INFORMATION SHOWN below:
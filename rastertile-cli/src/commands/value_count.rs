//! `rastertile value-count`: count the values of one raster.

use std::path::PathBuf;

use rastertile::service::TileService;

use super::common::{open_and_build, print_count, CountArgs};
use crate::error::CliError;

pub async fn run(service: &TileService, raster: PathBuf, args: CountArgs) -> Result<(), CliError> {
    let layers = open_and_build(service, &[("x".to_string(), raster)], args.kind).await?;
    print_count(service, layers, None, &args).await
}
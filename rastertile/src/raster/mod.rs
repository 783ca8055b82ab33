//! GeoRaster adapter
//!
//! Georeferenced rasters: typed bands with nodata, an affine transform,
//! an EPSG code and a backing store. Sources decode files (GeoTIFF) or wrap
//! in-memory buffers; [`GeoRaster::warp`] resamples onto another grid.

mod band;
mod error;
mod geotiff;
mod georaster;
mod pool;
mod source;
pub mod srs;
mod types;
mod warp;

pub use band::Band;
pub use error::RasterError;
pub use geotiff::GeoTiffSource;
pub use georaster::{BackingStore, GeoRaster};
pub use pool::{BufferPool, PoolStats, DEFAULT_MAX_IDLE_PER_SIZE};
pub use source::{open, MemorySource, RasterSource};
pub use srs::{reproject, Reprojection, WEB_MERCATOR_SRID, WGS84_SRID};
pub use types::{DataType, Extent, GeoTransform, InverseTransform, Window};
pub use warp::{Resampling, WarpTarget};
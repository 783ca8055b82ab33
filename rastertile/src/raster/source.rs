//! Where rasters come from.
//!
//! A [`RasterSource`] decodes some input into a [`GeoRaster`]. File sources
//! produce file-backed rasters that can back a persisted layer; the in-memory
//! source is for derived or test data only.

use tracing::debug;

use super::{BackingStore, Band, GeoRaster, GeoTransform, RasterError};

/// Something that can be decoded into a georeferenced raster.
pub trait RasterSource: Send + Sync {
    /// Decode the source.
    fn open(&self) -> Result<GeoRaster, RasterError>;

    /// Human-readable description used in logs and error messages.
    fn describe(&self) -> String;
}

/// Open a raster source, logging what was decoded.
pub fn open<S: RasterSource + ?Sized>(source: &S) -> Result<GeoRaster, RasterError> {
    let raster = source.open()?;
    debug!(
        source = %source.describe(),
        width = raster.width(),
        height = raster.height(),
        bands = raster.band_count(),
        srid = raster.srid(),
        "Opened raster"
    );
    Ok(raster)
}

/// Pre-decoded pixel buffers.
#[derive(Debug, Clone)]
pub struct MemorySource {
    width: usize,
    height: usize,
    transform: GeoTransform,
    srid: u32,
    bands: Vec<Band>,
}

impl MemorySource {
    pub fn new(
        width: usize,
        height: usize,
        transform: GeoTransform,
        srid: u32,
        bands: Vec<Band>,
    ) -> Self {
        Self {
            width,
            height,
            transform,
            srid,
            bands,
        }
    }
}

impl RasterSource for MemorySource {
    fn open(&self) -> Result<GeoRaster, RasterError> {
        GeoRaster::new(
            self.width,
            self.height,
            self.transform,
            self.srid,
            self.bands.clone(),
            BackingStore::Memory,
        )
    }

    fn describe(&self) -> String {
        format!(
            "memory {}x{} ({} bands)",
            self.width,
            self.height,
            self.bands.len()
        )
    }
}
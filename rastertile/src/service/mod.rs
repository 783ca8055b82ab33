//! Async facade over the engine.
//!
//! Every operation that decodes, warps, evaluates or encodes pixels runs on
//! tokio's blocking pool via `spawn_blocking`; index lookups are answered
//! inline. Parallelism inside an operation comes from the builder's and the
//! aggregation engine's own rayon pools.

use std::collections::{BTreeMap, HashMap};
use std::path::PathBuf;
use std::sync::Arc;

use parking_lot::RwLock;
use thiserror::Error;
use tokio::task::JoinError;
use tokio_util::sync::CancellationToken;
use tracing::info;

use crate::aggregate::{AggregateError, AggregationEngine, Aggregator, Statistics};
use crate::algebra::{AlgebraError, RasterAlgebra};
use crate::config::EngineConfig;
use crate::coord::{LayerId, TileCoord};
use crate::index::{IndexError, LayerKind, RasterLayer, Tile, TileIndex};
use crate::pyramid::{BuildError, BuildPlan, BuildReport, ProgressCallback, PyramidBuilder};
use crate::raster::{open, GeoTiffSource, RasterError};
use crate::render::{PngEncoder, RenderError, Renderer};

/// Errors surfaced by [`TileService`].
#[derive(Debug, Error)]
pub enum ServiceError {
    #[error("Layer {0} has not been added to the service")]
    UnknownLayer(LayerId),

    #[error("Blocking task failed: {0}")]
    Join(#[from] JoinError),

    #[error(transparent)]
    Raster(#[from] RasterError),

    #[error(transparent)]
    Build(#[from] BuildError),

    #[error(transparent)]
    Index(#[from] IndexError),

    #[error(transparent)]
    Render(#[from] RenderError),

    #[error(transparent)]
    Algebra(#[from] AlgebraError),

    #[error(transparent)]
    Aggregate(#[from] AggregateError),
}

async fn blocking<T, F>(work: F) -> Result<T, ServiceError>
where
    F: FnOnce() -> Result<T, ServiceError> + Send + 'static,
    T: Send + 'static,
{
    tokio::task::spawn_blocking(work).await?
}

/// Layers, their tile index, and the engines that work on them.
///
/// Cheap to share behind an `Arc`; all state is internally synchronised.
pub struct TileService {
    config: EngineConfig,
    index: Arc<TileIndex>,
    builder: Arc<PyramidBuilder>,
    engine: Arc<AggregationEngine>,
    layers: RwLock<HashMap<LayerId, RasterLayer>>,
}

impl TileService {
    pub fn new(config: EngineConfig) -> Result<Self, ServiceError> {
        let builder = PyramidBuilder::new(config.pyramid.clone())?;
        let engine = AggregationEngine::new(config.aggregation.workers)?;
        Ok(Self {
            config,
            index: Arc::new(TileIndex::new()),
            builder: Arc::new(builder),
            engine: Arc::new(engine),
            layers: RwLock::new(HashMap::new()),
        })
    }

    pub fn config(&self) -> &EngineConfig {
        &self.config
    }

    pub fn index(&self) -> &Arc<TileIndex> {
        &self.index
    }

    /// Register a layer so it can be built.
    pub fn add_layer(&self, layer: RasterLayer) {
        info!(layer = %layer.id(), name = layer.name(), kind = %layer.kind(), "Layer added");
        self.layers.write().insert(layer.id(), layer);
    }

    /// Decode a GeoTIFF and register it as a layer.
    pub async fn open_layer(
        &self,
        id: LayerId,
        name: impl Into<String>,
        kind: LayerKind,
        path: impl Into<PathBuf>,
    ) -> Result<(), ServiceError> {
        let source = GeoTiffSource::new(path);
        let raster = blocking(move || Ok(open(&source)?)).await?;
        self.add_layer(RasterLayer::new(id, name, kind, raster)?);
        Ok(())
    }

    /// A copy of a registered layer.
    pub fn layer(&self, id: LayerId) -> Result<RasterLayer, ServiceError> {
        self.layers
            .read()
            .get(&id)
            .cloned()
            .ok_or(ServiceError::UnknownLayer(id))
    }

    /// Build (or rebuild) the pyramid of a layer.
    pub async fn build_layer(
        &self,
        id: LayerId,
        cancel: CancellationToken,
        progress: Option<Arc<ProgressCallback>>,
    ) -> Result<BuildReport, ServiceError> {
        let layer = self.layer(id)?;
        let builder = Arc::clone(&self.builder);
        let index = Arc::clone(&self.index);
        blocking(move || Ok(builder.build(&layer, &index, &cancel, progress.as_deref())?)).await
    }

    /// Zoom levels and tile counts a build of the layer would produce.
    pub fn plan_layer(&self, id: LayerId) -> Result<BuildPlan, ServiceError> {
        let layer = self.layer(id)?;
        Ok(self.builder.plan(layer.raster())?)
    }

    /// Drop every tile of a layer, returning how many were removed.
    pub fn clear_layer(&self, id: LayerId) -> Result<usize, ServiceError> {
        Ok(self.index.clear_layer(id)?)
    }

    pub fn tile(&self, id: LayerId, coord: TileCoord) -> Result<Arc<Tile>, ServiceError> {
        Ok(self.index.lookup(id, coord)?)
    }

    /// Render one tile as PNG.
    pub async fn render_png(
        &self,
        id: LayerId,
        coord: TileCoord,
        renderer: Renderer,
    ) -> Result<Vec<u8>, ServiceError> {
        let tile = self.tile(id, coord)?;
        let renderer = renderer.with_config(self.config.render);
        blocking(move || Ok(renderer.encode_tile(&tile, &PngEncoder)?)).await
    }

    /// Evaluate a formula on one tile position. The result is not indexed.
    pub async fn algebra_tile(
        &self,
        formula: &str,
        bindings: BTreeMap<String, LayerId>,
        coord: TileCoord,
    ) -> Result<Tile, ServiceError> {
        let algebra = RasterAlgebra::parse(formula)?;
        let tiles = bindings
            .into_iter()
            .map(|(name, layer)| -> Result<(String, Arc<Tile>), ServiceError> {
                Ok((name, self.tile(layer, coord)?))
            })
            .collect::<Result<BTreeMap<_, _>, _>>()?;
        blocking(move || Ok(algebra.evaluate_tiles(&tiles)?)).await
    }

    /// Value count; areas in squared metres when `area` is set.
    pub async fn value_count(
        &self,
        aggregator: Aggregator,
        area: bool,
    ) -> Result<BTreeMap<String, f64>, ServiceError> {
        let index = Arc::clone(&self.index);
        let engine = Arc::clone(&self.engine);
        blocking(move || Ok(aggregator.value_count(&index, &engine, area)?)).await
    }

    pub async fn statistics(&self, aggregator: Aggregator) -> Result<Option<Statistics>, ServiceError> {
        let index = Arc::clone(&self.index);
        let engine = Arc::clone(&self.engine);
        blocking(move || Ok(aggregator.statistics(&index, &engine)?)).await
    }
}
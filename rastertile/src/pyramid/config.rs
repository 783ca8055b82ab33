//! Pyramid build settings.

use std::fmt;
use std::str::FromStr;

use serde::{Deserialize, Serialize};

use crate::coord::{validate_tile_size, CoordError, DEFAULT_TILE_SIZE, MAX_ZOOM, MIN_ZOOM};
use crate::index::LayerKind;
use crate::raster::Resampling;

/// How the deepest zoom level is chosen from the source pixel size.
#[derive(Debug, Clone, Copy, Default, PartialEq, Eq, Serialize, Deserialize)]
#[serde(rename_all = "lowercase")]
pub enum ZoomPolicy {
    /// Deepest zoom whose pixels are no smaller than the source pixels.
    #[default]
    Down,
    /// Shallowest zoom whose pixels are no larger than the source pixels.
    Up,
}

impl fmt::Display for ZoomPolicy {
    fn fmt(&self, f: &mut fmt::Formatter<'_>) -> fmt::Result {
        match self {
            ZoomPolicy::Down => f.write_str("down"),
            ZoomPolicy::Up => f.write_str("up"),
        }
    }
}

impl FromStr for ZoomPolicy {
    type Err = String;

    fn from_str(s: &str) -> Result<Self, Self::Err> {
        match s.trim().to_lowercase().as_str() {
            "down" => Ok(ZoomPolicy::Down),
            "up" | "native" => Ok(ZoomPolicy::Up),
            other => Err(format!("unknown zoom policy '{}'", other)),
        }
    }
}

/// What a build does when a single tile fails.
#[derive(Debug, Clone, Copy, Default, PartialEq, Eq, Serialize, Deserialize)]
#[serde(rename_all = "snake_case")]
pub enum FailurePolicy {
    /// Skip the tile, record it in the report, keep going.
    #[default]
    BestEffort,
    /// Stage all tiles and write none unless every tile succeeded.
    AllOrNothing,
}

impl fmt::Display for FailurePolicy {
    fn fmt(&self, f: &mut fmt::Formatter<'_>) -> fmt::Result {
        match self {
            FailurePolicy::BestEffort => f.write_str("best_effort"),
            FailurePolicy::AllOrNothing => f.write_str("all_or_nothing"),
        }
    }
}

impl FromStr for FailurePolicy {
    type Err = String;

    fn from_str(s: &str) -> Result<Self, Self::Err> {
        match s.trim().to_lowercase().replace('-', "_").as_str() {
            "best_effort" => Ok(FailurePolicy::BestEffort),
            "all_or_nothing" | "atomic" => Ok(FailurePolicy::AllOrNothing),
            other => Err(format!("unknown failure policy '{}'", other)),
        }
    }
}

/// Settings for [`super::PyramidBuilder`].
#[derive(Debug, Clone, PartialEq, Serialize, Deserialize)]
pub struct PyramidConfig {
    /// Tile edge in pixels, a power of two.
    pub tile_size: u32,
    /// Shallowest zoom to build; clamped to the computed maximum.
    pub min_zoom: u8,
    pub zoom_policy: ZoomPolicy,
    /// Resampling for every layer; `None` uses the layer kind's default.
    pub resampling: Option<Resampling>,
    pub failure_policy: FailurePolicy,
    /// Worker threads, `0` for one per core.
    pub workers: usize,
}

impl Default for PyramidConfig {
    fn default() -> Self {
        Self {
            tile_size: DEFAULT_TILE_SIZE,
            min_zoom: MIN_ZOOM,
            zoom_policy: ZoomPolicy::default(),
            resampling: None,
            failure_policy: FailurePolicy::default(),
            workers: 0,
        }
    }
}

impl PyramidConfig {
    pub fn with_tile_size(mut self, tile_size: u32) -> Self {
        self.tile_size = tile_size;
        self
    }

    pub fn with_min_zoom(mut self, min_zoom: u8) -> Self {
        self.min_zoom = min_zoom;
        self
    }

    pub fn with_zoom_policy(mut self, policy: ZoomPolicy) -> Self {
        self.zoom_policy = policy;
        self
    }

    pub fn with_resampling(mut self, resampling: Resampling) -> Self {
        self.resampling = Some(resampling);
        self
    }

    pub fn with_failure_policy(mut self, policy: FailurePolicy) -> Self {
        self.failure_policy = policy;
        self
    }

    pub fn with_workers(mut self, workers: usize) -> Self {
        self.workers = workers;
        self
    }

    /// Resampling used for a layer of the given kind.
    pub fn resampling_for(&self, kind: LayerKind) -> Resampling {
        self.resampling.unwrap_or_else(|| kind.default_resampling())
    }

    pub fn validate(&self) -> Result<(), CoordError> {
        validate_tile_size(self.tile_size)?;
        if self.min_zoom > MAX_ZOOM {
            return Err(CoordError::InvalidZoom(self.min_zoom));
        }
        Ok(())
    }
}

#[cfg(test)]
mod tests {
    use super::*;

    #[test]
    fn test_defaults() {
        let config = PyramidConfig::default();
        assert_eq!(config.tile_size, 256);
        assert_eq!(config.min_zoom, 0);
        assert_eq!(config.zoom_policy, ZoomPolicy::Down);
        assert_eq!(config.failure_policy, FailurePolicy::BestEffort);
        assert!(config.validate().is_ok());
    }

    #[test]
    fn test_resampling_follows_layer_kind() {
        let config = PyramidConfig::default();
        assert_eq!(config.resampling_for(LayerKind::Categorical), Resampling::Nearest);
        assert_eq!(config.resampling_for(LayerKind::Continuous), Resampling::Bilinear);

        let config = config.with_resampling(Resampling::Majority);
        assert_eq!(config.resampling_for(LayerKind::Continuous), Resampling::Majority);
    }

    #[test]
    fn test_validate_rejects_bad_values() {
        assert!(PyramidConfig::default().with_tile_size(300).validate().is_err());
        assert!(PyramidConfig::default().with_min_zoom(23).validate().is_err());
    }

    #[test]
    fn test_policy_parsing() {
        assert_eq!("UP".parse::<ZoomPolicy>(), Ok(ZoomPolicy::Up));
        assert_eq!("down".parse::<ZoomPolicy>(), Ok(ZoomPolicy::Down));
        assert!("sideways".parse::<ZoomPolicy>().is_err());
        assert_eq!(
            "all-or-nothing".parse::<FailurePolicy>(),
            Ok(FailurePolicy::AllOrNothing)
        );
        assert_eq!(FailurePolicy::BestEffort.to_string(), "best_effort");
    }
}
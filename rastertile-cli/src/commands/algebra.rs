//! `rastertile algebra`: count the values of a formula over several rasters.

use std::path::PathBuf;

use rastertile::algebra::RasterAlgebra;
use rastertile::service::{ServiceError, TileService};

use super::common::{open_and_build, print_count, CountArgs};
use crate::error::CliError;

pub async fn run(
    service: &TileService,
    bindings: Vec<(String, PathBuf)>,
    formula: String,
    args: CountArgs,
) -> Result<(), CliError> {
    // Reject a bad formula before decoding any raster.
    let algebra = RasterAlgebra::parse(&formula).map_err(ServiceError::from)?;
    if let Some(missing) = algebra
        .variables()
        .into_iter()
        .find(|v| !bindings.iter().any(|(name, _)| name == v))
    {
        return Err(CliError::InvalidArgument(format!(
            "formula uses '{}' but no --layer {}=PATH was given",
            missing, missing
        )));
    }

    let layers = open_and_build(service, &bindings, args.kind).await?;
    print_count(service, layers, Some(&formula), &args).await
}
End of INFORMATION SHOWN.
§ THE PROBLEM
Answer with a number alone: how many lines of the listing above include the string "enum"?

§ SOLUTION
3